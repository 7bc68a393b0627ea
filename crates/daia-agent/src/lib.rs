pub mod anthropic;
pub mod backend;
pub mod gemini;
pub mod history;
pub mod openai;
pub mod pipeline;
pub mod prompt;
pub mod provider;
pub mod split;
pub mod table;

pub use backend::{Backend, BackendKind};
pub use pipeline::{build_message_flow, Flow, FlowDeps, SharedContext};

• EXERCISE BRIEF:
Copy each line of the records verbatim.

• REPLY:
repository 7bc68a393b0627ea
filename crates/daia-agent/src/lib.rs
pub mod anthropic;
pub mod backend;
pub mod gemini;
pub mod history;
pub mod openai;
pub mod pipeline;
pub mod prompt;
pub mod provider;
pub mod split;
pub mod table;

pub use backend::{Backend, BackendKind};
pub use pipeline::{build_message_flow, Flow, FlowDeps, SharedContext};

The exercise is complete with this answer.